13 Makanan untuk Tingkatkan Metabolisme Tubuh

Nutrition / May 29, 2018 / Panduan Diet

Penurunan berat badan akan berjalan optimal apabila metabolisme tubuh meningkat. Inilah 13 makanan yang dapat membantu tingkatkan metabolisme tubuh kamu.

Program fat loss (menurunkan berat badan) dengan metabolisme adalah dua hal yang tidak dapat dipisahkan.

Ketika memiliki berat badan yang berlebih, maka jika ingin memiliki bentuk tubuh yang ideal serta kesehatan yang optimal, praktis kamu akan dituntut untuk mengurangi berat badan.

Yaitu dengan cara memangkas kadar lemak berlebih.

Namun, ada banyak hal yang sedikit banyak mempengaruhi apakah program tersebut berjalan dengan maksimal atau tidak. Salah satunya adalah tingkat metabolisme tubuh.

Ketika metabolisme tubuh rendah, maka ini bisa menghambat program penurunan berat badanmu.
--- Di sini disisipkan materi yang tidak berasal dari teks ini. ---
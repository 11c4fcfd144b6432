//! Главный экран - список коммьюнити

use crate::app::App;
use eframe::egui;

impl App {
    pub fn render_communities_section(&mut self, ui: &mut egui::Ui) {
        let t = self.t();
        ui.heading(t.communities_title);
        ui.add_space(5.0);

        self.render_session_line(ui);

        ui.add_space(5.0);
        ui.separator();

        self.render_toolbar(ui);

        ui.add_space(10.0);
        self.render_communities_list(ui);
    }

    /// Строка с состоянием сессии и адресом API
    fn render_session_line(&mut self, ui: &mut egui::Ui) {
        let t = self.t();
        ui.horizontal(|ui| {
            match &self.session.user_id {
                Some(id) => {
                    ui.label(t.logged_in_as);
                    ui.label(egui::RichText::new(id).strong());
                }
                None => {
                    ui.colored_label(egui::Color32::GRAY, t.not_logged_in);
                }
            }

            ui.with_layout(egui::Layout::right_to_left(egui::Align::Center), |ui| {
                ui.label(egui::RichText::new(&self.config.api_url).monospace().weak());
            });
        });
    }

    fn render_toolbar(&mut self, ui: &mut egui::Ui) {
        let t = self.t();

        // Строка 1: создание и обновление
        ui.horizontal(|ui| {
            if ui.button(t.create_new_community).clicked() {
                self.open_create_modal();
            }

            if ui
                .add_enabled(!self.communities_loading, egui::Button::new(t.refresh))
                .clicked()
            {
                self.refresh_communities();
            }
        });

        ui.add_space(5.0);

        // Строка 2: поиск по имени
        let t = self.t();
        ui.horizontal(|ui| {
            ui.label(t.search_label);
            let response = ui.add(
                egui::TextEdit::singleline(&mut self.search_input)
                    .desired_width(220.0)
                    .hint_text(t.search_hint),
            );

            let enter_pressed =
                response.lost_focus() && ui.input(|i| i.key_pressed(egui::Key::Enter));

            if ui.button(t.search_button).clicked() || enter_pressed {
                self.search_communities();
            }
        });
    }
}
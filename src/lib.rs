//! Commu Desk - настольный клиент для community SNS бэкенда
//!
//! Общая библиотека для GUI и CLI версий.
//!
//! # Модули
//! - `api` - HTTP клиент (bootstrap сессии, создание/поиск коммьюнити)
//! - `form` - состояние формы создания коммьюнити и валидация
//! - `session` - контекст сессии (user_id, CSRF токен)
//! - `config` - адрес API (переменная окружения / файл конфигурации)
//! - `model` - типы JSON ответов сервера
//! - `i18n` - интернационализация (японский, английский)
//! - `utils` - вспомогательные функции

pub mod api;
pub mod config;
pub mod form;
pub mod i18n;
pub mod model;
pub mod session;
pub mod utils;
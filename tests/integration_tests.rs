//! Интеграционные тесты для commu_desk

use commu_desk::api::{ApiClient, ApiEvent};
use commu_desk::form::{
    prepare_submission, CommunityForm, Field, IconFile, SubmitBlocked,
};
use commu_desk::i18n::{t, Language};
use commu_desk::session::SessionContext;
use std::path::PathBuf;
use tokio::io::{AsyncReadExt, AsyncWriteExt};
use tokio::net::TcpListener;
use tokio::sync::mpsc;

/// Тестовая иконка без чтения с диска
fn test_icon() -> IconFile {
    IconFile {
        path: PathBuf::from("icon.png"),
        name: "icon.png".to_string(),
        data: b"fake png data".to_vec(),
    }
}

/// Полностью заполненная форма
fn filled_form() -> CommunityForm {
    CommunityForm {
        name: "Cats".to_string(),
        description: "A place for cat lovers".to_string(),
        rules: "Be nice".to_string(),
        icon: Some(test_icon()),
    }
}

/// Сессия с CSRF токеном
fn session_with_csrf() -> SessionContext {
    SessionContext {
        user_id: Some("taro".to_string()),
        csrf_token: Some("abc123".to_string()),
    }
}

// === Валидация ===

/// Тест: все поля пустые - по ошибке на каждое поле
#[test]
fn test_validate_all_fields_empty() {
    let form = CommunityForm::default();
    let errors = form.validate(t(Language::Japanese));

    assert_eq!(errors.len(), 4);
    for field in Field::all() {
        assert!(errors.contains_key(field), "missing error for {:?}", field);
    }
}

/// Тест: пустое только имя - ровно одна ошибка с точным текстом
#[test]
fn test_validate_missing_name_only() {
    let mut form = filled_form();
    form.name = String::new();

    let errors = form.validate(t(Language::English));

    assert_eq!(errors.len(), 1);
    assert_eq!(
        errors.get(&Field::Name).map(String::as_str),
        Some("Community name is required")
    );
}

/// Тест: поля из одних пробелов считаются пустыми
#[test]
fn test_validate_whitespace_only() {
    let mut form = filled_form();
    form.description = "   \n\t".to_string();

    let errors = form.validate(t(Language::English));

    assert_eq!(errors.len(), 1);
    assert!(errors.contains_key(&Field::Description));
}

/// Тест: валидная форма не даёт ошибок
#[test]
fn test_validate_filled_form() {
    let errors = filled_form().validate(t(Language::Japanese));
    assert!(errors.is_empty());
}

// === Шлюз отправки ===

/// Тест: без CSRF токена POST не готовится даже для валидной формы
#[test]
fn test_submit_blocked_without_csrf() {
    let form = filled_form();
    let session = SessionContext::default();

    let result = prepare_submission(&form, &session, t(Language::English));

    assert!(matches!(result, Err(SubmitBlocked::MissingCsrfToken)));
}

/// Тест: валидация срабатывает раньше проверки CSRF токена
#[test]
fn test_submit_validation_before_csrf_guard() {
    let form = CommunityForm::default();
    let session = SessionContext::default();

    match prepare_submission(&form, &session, t(Language::English)) {
        Err(SubmitBlocked::Invalid(errors)) => assert_eq!(errors.len(), 4),
        other => panic!("expected validation errors, got {:?}", other),
    }
}

/// Тест: успешная подготовка - четыре части и токен из сессии
#[test]
fn test_prepare_submission_trims_fields() {
    let mut form = filled_form();
    form.name = "  Cats  ".to_string();

    let submission =
        prepare_submission(&form, &session_with_csrf(), t(Language::English)).unwrap();

    assert_eq!(submission.community.name, "Cats");
    assert_eq!(submission.community.description, "A place for cat lovers");
    assert_eq!(submission.community.rules, "Be nice");
    assert_eq!(submission.community.icon.name, "icon.png");
    assert_eq!(submission.csrf_token, "abc123");
}

/// Тест: имена multipart частей
#[test]
fn test_field_keys() {
    let keys: Vec<&str> = Field::all().iter().map(|f| f.key()).collect();
    assert_eq!(keys, vec!["name", "description", "icon", "rules"]);
}

// === Иконка ===

/// Тест: MIME тип по расширению
#[test]
fn test_icon_mime_type() {
    let mut icon = test_icon();
    assert_eq!(icon.mime_type(), "image/png");

    icon.path = PathBuf::from("photo.JPG");
    assert_eq!(icon.mime_type(), "image/jpeg");

    icon.path = PathBuf::from("unknown.bin");
    assert_eq!(icon.mime_type(), "application/octet-stream");
}

/// Тест: чтение файла иконки с диска
#[test]
fn test_icon_file_load() {
    use tempfile::TempDir;

    let dir = TempDir::new().unwrap();
    let path = dir.path().join("icon.png");
    std::fs::write(&path, b"png bytes").unwrap();

    let icon = IconFile::load(&path).unwrap();

    assert_eq!(icon.name, "icon.png");
    assert_eq!(icon.size(), 9);
    assert_eq!(icon.data, b"png bytes");
}

// === HTTP фикстура ===

/// Мини HTTP сервер на один запрос: отвечает заготовленным ответом
/// и возвращает сырой текст принятого запроса
async fn oneshot_server(response: String) -> (String, tokio::task::JoinHandle<String>) {
    let listener = TcpListener::bind("127.0.0.1:0").await.unwrap();
    let addr = listener.local_addr().unwrap();

    let handle = tokio::spawn(async move {
        let (mut socket, _) = listener.accept().await.unwrap();

        // Читаем заголовки до пустой строки
        let mut raw: Vec<u8> = Vec::new();
        let mut buf = [0u8; 4096];
        let header_end = loop {
            let n = socket.read(&mut buf).await.unwrap();
            if n == 0 {
                break raw.len();
            }
            raw.extend_from_slice(&buf[..n]);
            if let Some(pos) = find_subsequence(&raw, b"\r\n\r\n") {
                break pos + 4;
            }
        };

        // Дочитываем тело по Content-Length
        let headers = String::from_utf8_lossy(&raw[..header_end]).to_lowercase();
        let content_length = headers
            .lines()
            .find_map(|line| line.strip_prefix("content-length:"))
            .and_then(|value| value.trim().parse::<usize>().ok())
            .unwrap_or(0);

        while raw.len() < header_end + content_length {
            let n = socket.read(&mut buf).await.unwrap();
            if n == 0 {
                break;
            }
            raw.extend_from_slice(&buf[..n]);
        }

        socket.write_all(response.as_bytes()).await.unwrap();
        socket.flush().await.unwrap();
        socket.shutdown().await.ok();

        String::from_utf8_lossy(&raw).to_string()
    });

    (format!("http://{}", addr), handle)
}

fn find_subsequence(haystack: &[u8], needle: &[u8]) -> Option<usize> {
    haystack.windows(needle.len()).position(|w| w == needle)
}

fn http_response(status_line: &str, body: &str) -> String {
    format!(
        "HTTP/1.1 {}\r\ncontent-type: application/json\r\ncontent-length: {}\r\nconnection: close\r\n\r\n{}",
        status_line,
        body.len(),
        body
    )
}

// === HTTP клиент ===

/// Тест: create_community шлёт один POST с CSRF заголовком и
/// multipart телом из четырёх частей
#[tokio::test]
async fn test_create_community_sends_multipart() {
    let (base_url, handle) = oneshot_server(http_response("201 Created", "{}")).await;

    let api = ApiClient::new(&base_url).unwrap();
    let submission =
        prepare_submission(&filled_form(), &session_with_csrf(), t(Language::English)).unwrap();

    api.create_community(&submission.community, &submission.csrf_token)
        .await
        .unwrap();

    let request = handle.await.unwrap();
    let lower = request.to_lowercase();

    assert!(lower.contains("post /api/create_communities http/1.1"));
    assert!(lower.contains("x-csrftoken: abc123"));
    assert!(lower.contains("multipart/form-data"));

    // Все четыре части с правильными значениями
    assert!(request.contains(r#"name="name""#));
    assert!(request.contains("Cats"));
    assert!(request.contains(r#"name="description""#));
    assert!(request.contains("A place for cat lovers"));
    assert!(request.contains(r#"name="rules""#));
    assert!(request.contains("Be nice"));
    assert!(request.contains(r#"name="icon"; filename="icon.png""#));
    assert!(lower.contains("content-type: image/png"));
    assert!(request.contains("fake png data"));
}

/// Тест: не-2xx ответ превращается в ошибку с сообщением сервера,
/// сетевой вызов при этом один
#[tokio::test]
async fn test_create_community_server_error() {
    let body = r#"{"error":"Community name already exists"}"#;
    let (base_url, handle) = oneshot_server(http_response("400 Bad Request", body)).await;

    let api = ApiClient::new(&base_url).unwrap();
    let submission =
        prepare_submission(&filled_form(), &session_with_csrf(), t(Language::English)).unwrap();

    let err = api
        .create_community(&submission.community, &submission.csrf_token)
        .await
        .unwrap_err();

    assert_eq!(err.to_string(), "Community name already exists");

    let request = handle.await.unwrap();
    assert!(request.to_lowercase().contains("post /api/create_communities"));
}

/// Тест: check_login с активной сессией возвращает user_id
#[tokio::test]
async fn test_check_login_logged_in() {
    let body = r#"{"message":"User is logged in","user":"taro"}"#;
    let (base_url, handle) = oneshot_server(http_response("200 OK", body)).await;

    let api = ApiClient::new(&base_url).unwrap();
    let user = api.check_login().await.unwrap();

    assert_eq!(user.as_deref(), Some("taro"));
    assert!(handle.await.unwrap().to_lowercase().contains("get /check_login"));
}

/// Тест: 401 без сессии - не ошибка, просто нет user_id
#[tokio::test]
async fn test_check_login_anonymous() {
    let body = r#"{"message":"User is not logged in"}"#;
    let (base_url, handle) = oneshot_server(http_response("401 Unauthorized", body)).await;

    let api = ApiClient::new(&base_url).unwrap();
    let user = api.check_login().await.unwrap();

    assert_eq!(user, None);
    handle.await.unwrap();
}

/// Тест: get_csrf_token достаёт токен из JSON тела
#[tokio::test]
async fn test_fetch_csrf_token() {
    let body = r#"{"csrf_token":"abc123"}"#;
    let (base_url, handle) = oneshot_server(http_response("200 OK", body)).await;

    let api = ApiClient::new(&base_url).unwrap();
    let token = api.fetch_csrf_token().await.unwrap();

    assert_eq!(token.as_deref(), Some("abc123"));
    assert!(handle
        .await
        .unwrap()
        .to_lowercase()
        .contains("get /get_csrf_token"));
}

/// Тест: list_communities парсит ответ бэкенда
#[tokio::test]
async fn test_list_communities() {
    let body = r#"[{
        "id": 1,
        "name": "Cats",
        "description": "A place for cat lovers",
        "icon": null,
        "rules": "Be nice",
        "created_at": "2024-12-01T10:00:00",
        "creator": {"id": 7, "username": "taro"}
    }]"#;
    let (base_url, handle) = oneshot_server(http_response("200 OK", body)).await;

    let api = ApiClient::new(&base_url).unwrap();
    let communities = api.list_communities().await.unwrap();

    assert_eq!(communities.len(), 1);
    assert_eq!(communities[0].name, "Cats");
    assert_eq!(communities[0].creator.username, "taro");
    assert!(communities[0].icon.is_none());

    assert!(handle
        .await
        .unwrap()
        .to_lowercase()
        .contains("get /api/get_communities"));
}

/// Тест: search_communities передаёт запрос параметром q
#[tokio::test]
async fn test_search_communities_query() {
    let (base_url, handle) = oneshot_server(http_response("200 OK", "[]")).await;

    let api = ApiClient::new(&base_url).unwrap();
    let communities = api.search_communities("cat").await.unwrap();

    assert!(communities.is_empty());

    let request = handle.await.unwrap().to_lowercase();
    assert!(request.contains("get /api/search_communities?q=cat"));
}

/// Тест: базовый адрес с завершающим '/' нормализуется
#[tokio::test]
async fn test_base_url_normalization() {
    let (base_url, handle) = oneshot_server(http_response("200 OK", "[]")).await;

    let api = ApiClient::new(&format!("{}/", base_url)).unwrap();
    api.list_communities().await.unwrap();

    let request = handle.await.unwrap().to_lowercase();
    assert!(request.contains("get /api/get_communities http/1.1"));
}

// === События ===

/// Async тест: события bootstrap доставляются в порядке отправки
#[tokio::test]
async fn test_api_events_channel() {
    let (tx, mut rx) = mpsc::unbounded_channel();

    tx.send(ApiEvent::LoginChecked(Some("taro".to_string())))
        .unwrap();
    tx.send(ApiEvent::CsrfFetched(Some("abc123".to_string())))
        .unwrap();
    tx.send(ApiEvent::CommunityCreated("Cats".to_string()))
        .unwrap();

    let event1 = rx.recv().await.unwrap();
    assert!(matches!(event1, ApiEvent::LoginChecked(Some(_))));

    let event2 = rx.recv().await.unwrap();
    assert!(matches!(event2, ApiEvent::CsrfFetched(Some(_))));

    let event3 = rx.recv().await.unwrap();
    assert!(matches!(event3, ApiEvent::CommunityCreated(name) if name == "Cats"));
}

/// Тест: неудачный bootstrap CSRF оставляет сессию без токена и
/// блокирует последующую отправку
#[test]
fn test_failed_csrf_bootstrap_blocks_submit() {
    // Сбой запроса: токен так и не появился
    let mut session = SessionContext::default();
    session.user_id = Some("taro".to_string());
    assert!(!session.has_csrf_token());

    let result = prepare_submission(&filled_form(), &session, t(Language::English));
    assert!(matches!(result, Err(SubmitBlocked::MissingCsrfToken)));
}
Sebab, kamu cenderung akan lebih sering sedikit bergerak namun daya atau nafsu makan cukup tinggi.

Bila dibiarkan terus-menerus, maka potensi tubuh untuk menyimpan lemak juga akan semakin tinggi.

Hasilnya? Program penurunan berat badan yang kamu lakukan juga akan tanpa hasil.

Tidak ingin ini terjadi padamu bukan?

Karena itulah, salah satu aspek penting selama program diet adalah menjaga metabolisme agar tetap tinggi. Bagaimana caranya? Dengan mengonsumsi beberapa makanan seperti di bawah ini:

1. Tingkatkan Metabolisme Tubuh dengan Asam

 

Asam sendiri termasuk dalam kategori buah yang sangat sering dijumpai di berbagai negara, termasuk Indonesia.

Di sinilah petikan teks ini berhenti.